**WHAT TO PRODUCE:** Please find every line in the entries below that contains the string "skipped", and copy it.
--- MATERIAL FOR THIS TASK Enclosed Below ---
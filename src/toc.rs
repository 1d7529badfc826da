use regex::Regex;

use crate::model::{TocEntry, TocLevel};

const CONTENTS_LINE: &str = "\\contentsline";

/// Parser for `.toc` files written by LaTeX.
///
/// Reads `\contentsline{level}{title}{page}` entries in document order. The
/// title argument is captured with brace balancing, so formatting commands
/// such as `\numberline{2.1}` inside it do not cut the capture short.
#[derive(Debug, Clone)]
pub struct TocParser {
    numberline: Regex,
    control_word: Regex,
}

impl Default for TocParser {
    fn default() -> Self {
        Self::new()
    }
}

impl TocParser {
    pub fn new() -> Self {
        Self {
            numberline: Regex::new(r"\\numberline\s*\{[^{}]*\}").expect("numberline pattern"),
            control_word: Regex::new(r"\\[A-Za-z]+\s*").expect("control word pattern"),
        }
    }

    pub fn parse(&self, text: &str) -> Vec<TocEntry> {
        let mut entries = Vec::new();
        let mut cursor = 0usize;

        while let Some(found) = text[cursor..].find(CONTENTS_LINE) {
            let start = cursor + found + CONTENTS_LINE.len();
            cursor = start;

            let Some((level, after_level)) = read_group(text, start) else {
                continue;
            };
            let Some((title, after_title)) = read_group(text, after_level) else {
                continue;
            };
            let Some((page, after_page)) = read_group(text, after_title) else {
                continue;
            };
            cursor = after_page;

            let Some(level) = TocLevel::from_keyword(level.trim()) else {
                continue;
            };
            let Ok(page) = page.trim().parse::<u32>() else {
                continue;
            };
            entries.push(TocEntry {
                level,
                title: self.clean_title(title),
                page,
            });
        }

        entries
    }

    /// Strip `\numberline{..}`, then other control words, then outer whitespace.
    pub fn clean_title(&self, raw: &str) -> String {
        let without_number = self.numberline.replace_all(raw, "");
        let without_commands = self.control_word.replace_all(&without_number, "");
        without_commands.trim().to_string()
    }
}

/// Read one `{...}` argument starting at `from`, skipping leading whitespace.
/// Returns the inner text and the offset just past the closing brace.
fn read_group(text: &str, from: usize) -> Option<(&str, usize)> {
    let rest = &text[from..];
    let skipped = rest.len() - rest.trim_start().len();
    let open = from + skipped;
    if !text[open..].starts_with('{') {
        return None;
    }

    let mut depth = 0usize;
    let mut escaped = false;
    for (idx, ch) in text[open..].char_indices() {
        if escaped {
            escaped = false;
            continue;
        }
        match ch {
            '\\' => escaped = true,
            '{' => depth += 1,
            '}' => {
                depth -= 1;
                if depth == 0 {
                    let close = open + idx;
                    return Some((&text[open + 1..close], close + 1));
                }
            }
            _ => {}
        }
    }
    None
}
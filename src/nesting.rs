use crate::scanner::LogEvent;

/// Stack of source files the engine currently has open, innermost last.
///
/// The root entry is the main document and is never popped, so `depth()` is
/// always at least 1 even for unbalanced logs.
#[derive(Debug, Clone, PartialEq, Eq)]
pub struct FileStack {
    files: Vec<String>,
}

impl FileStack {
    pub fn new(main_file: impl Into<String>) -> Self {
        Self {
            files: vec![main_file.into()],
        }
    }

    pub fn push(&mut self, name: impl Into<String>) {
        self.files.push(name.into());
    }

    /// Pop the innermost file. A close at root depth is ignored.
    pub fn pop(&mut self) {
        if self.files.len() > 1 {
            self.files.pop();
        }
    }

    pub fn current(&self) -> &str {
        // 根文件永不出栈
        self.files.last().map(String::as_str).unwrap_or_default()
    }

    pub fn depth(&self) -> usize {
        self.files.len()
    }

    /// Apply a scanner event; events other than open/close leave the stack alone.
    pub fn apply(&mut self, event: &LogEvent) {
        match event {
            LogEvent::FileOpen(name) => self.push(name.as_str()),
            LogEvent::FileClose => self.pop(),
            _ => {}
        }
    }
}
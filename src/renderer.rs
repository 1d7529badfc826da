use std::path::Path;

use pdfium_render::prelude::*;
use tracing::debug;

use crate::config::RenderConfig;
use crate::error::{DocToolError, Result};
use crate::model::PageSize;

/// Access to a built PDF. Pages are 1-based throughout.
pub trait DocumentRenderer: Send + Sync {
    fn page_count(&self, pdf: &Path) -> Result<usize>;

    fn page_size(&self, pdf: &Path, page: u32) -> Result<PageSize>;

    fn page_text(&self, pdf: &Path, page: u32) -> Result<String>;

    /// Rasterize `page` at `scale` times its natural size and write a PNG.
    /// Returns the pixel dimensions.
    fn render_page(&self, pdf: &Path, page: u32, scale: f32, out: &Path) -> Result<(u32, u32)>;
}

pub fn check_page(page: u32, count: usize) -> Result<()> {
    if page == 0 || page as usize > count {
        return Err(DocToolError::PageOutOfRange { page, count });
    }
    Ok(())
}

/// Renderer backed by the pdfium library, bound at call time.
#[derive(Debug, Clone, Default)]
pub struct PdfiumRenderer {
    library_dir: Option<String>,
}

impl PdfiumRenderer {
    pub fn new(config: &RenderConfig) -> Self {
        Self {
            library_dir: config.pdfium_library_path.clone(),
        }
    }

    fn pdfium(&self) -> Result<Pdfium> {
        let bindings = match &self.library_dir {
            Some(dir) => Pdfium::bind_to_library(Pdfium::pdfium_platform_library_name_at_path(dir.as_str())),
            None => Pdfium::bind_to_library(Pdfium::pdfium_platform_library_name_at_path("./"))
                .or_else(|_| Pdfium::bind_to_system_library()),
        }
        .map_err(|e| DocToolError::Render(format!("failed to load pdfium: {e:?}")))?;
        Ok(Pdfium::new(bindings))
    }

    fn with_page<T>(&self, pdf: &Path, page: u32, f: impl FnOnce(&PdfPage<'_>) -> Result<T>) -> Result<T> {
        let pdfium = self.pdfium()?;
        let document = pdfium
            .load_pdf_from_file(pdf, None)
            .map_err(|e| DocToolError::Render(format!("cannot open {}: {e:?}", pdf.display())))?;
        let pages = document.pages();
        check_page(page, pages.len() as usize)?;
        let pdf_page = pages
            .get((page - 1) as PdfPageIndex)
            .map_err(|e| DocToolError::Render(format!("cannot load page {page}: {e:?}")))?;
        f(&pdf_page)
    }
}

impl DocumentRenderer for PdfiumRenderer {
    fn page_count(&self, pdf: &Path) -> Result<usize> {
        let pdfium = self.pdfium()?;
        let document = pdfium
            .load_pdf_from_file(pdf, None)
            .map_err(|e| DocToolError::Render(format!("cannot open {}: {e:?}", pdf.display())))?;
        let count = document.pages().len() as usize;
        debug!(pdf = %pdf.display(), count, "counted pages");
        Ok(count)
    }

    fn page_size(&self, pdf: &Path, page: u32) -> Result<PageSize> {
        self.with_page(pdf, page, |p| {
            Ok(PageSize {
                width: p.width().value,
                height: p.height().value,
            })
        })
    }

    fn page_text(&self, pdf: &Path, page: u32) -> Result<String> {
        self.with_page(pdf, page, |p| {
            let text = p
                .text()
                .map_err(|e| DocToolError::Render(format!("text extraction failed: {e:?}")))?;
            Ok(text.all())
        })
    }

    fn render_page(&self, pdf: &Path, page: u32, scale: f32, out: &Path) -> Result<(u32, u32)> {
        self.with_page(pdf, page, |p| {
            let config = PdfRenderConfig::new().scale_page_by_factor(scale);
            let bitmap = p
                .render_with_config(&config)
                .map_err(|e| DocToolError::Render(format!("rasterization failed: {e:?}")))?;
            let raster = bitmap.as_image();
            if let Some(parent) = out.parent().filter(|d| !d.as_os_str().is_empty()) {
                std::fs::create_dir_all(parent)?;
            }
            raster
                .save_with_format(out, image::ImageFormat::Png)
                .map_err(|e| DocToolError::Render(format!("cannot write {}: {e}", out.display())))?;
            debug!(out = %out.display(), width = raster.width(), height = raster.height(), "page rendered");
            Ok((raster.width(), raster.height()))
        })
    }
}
--- End of Enclosed MATERIAL FOR THIS TASK ---
**WRITTEN RESPONSE:**
    let skipped = rest.len() - rest.trim_start().len();
    let open = from + skipped;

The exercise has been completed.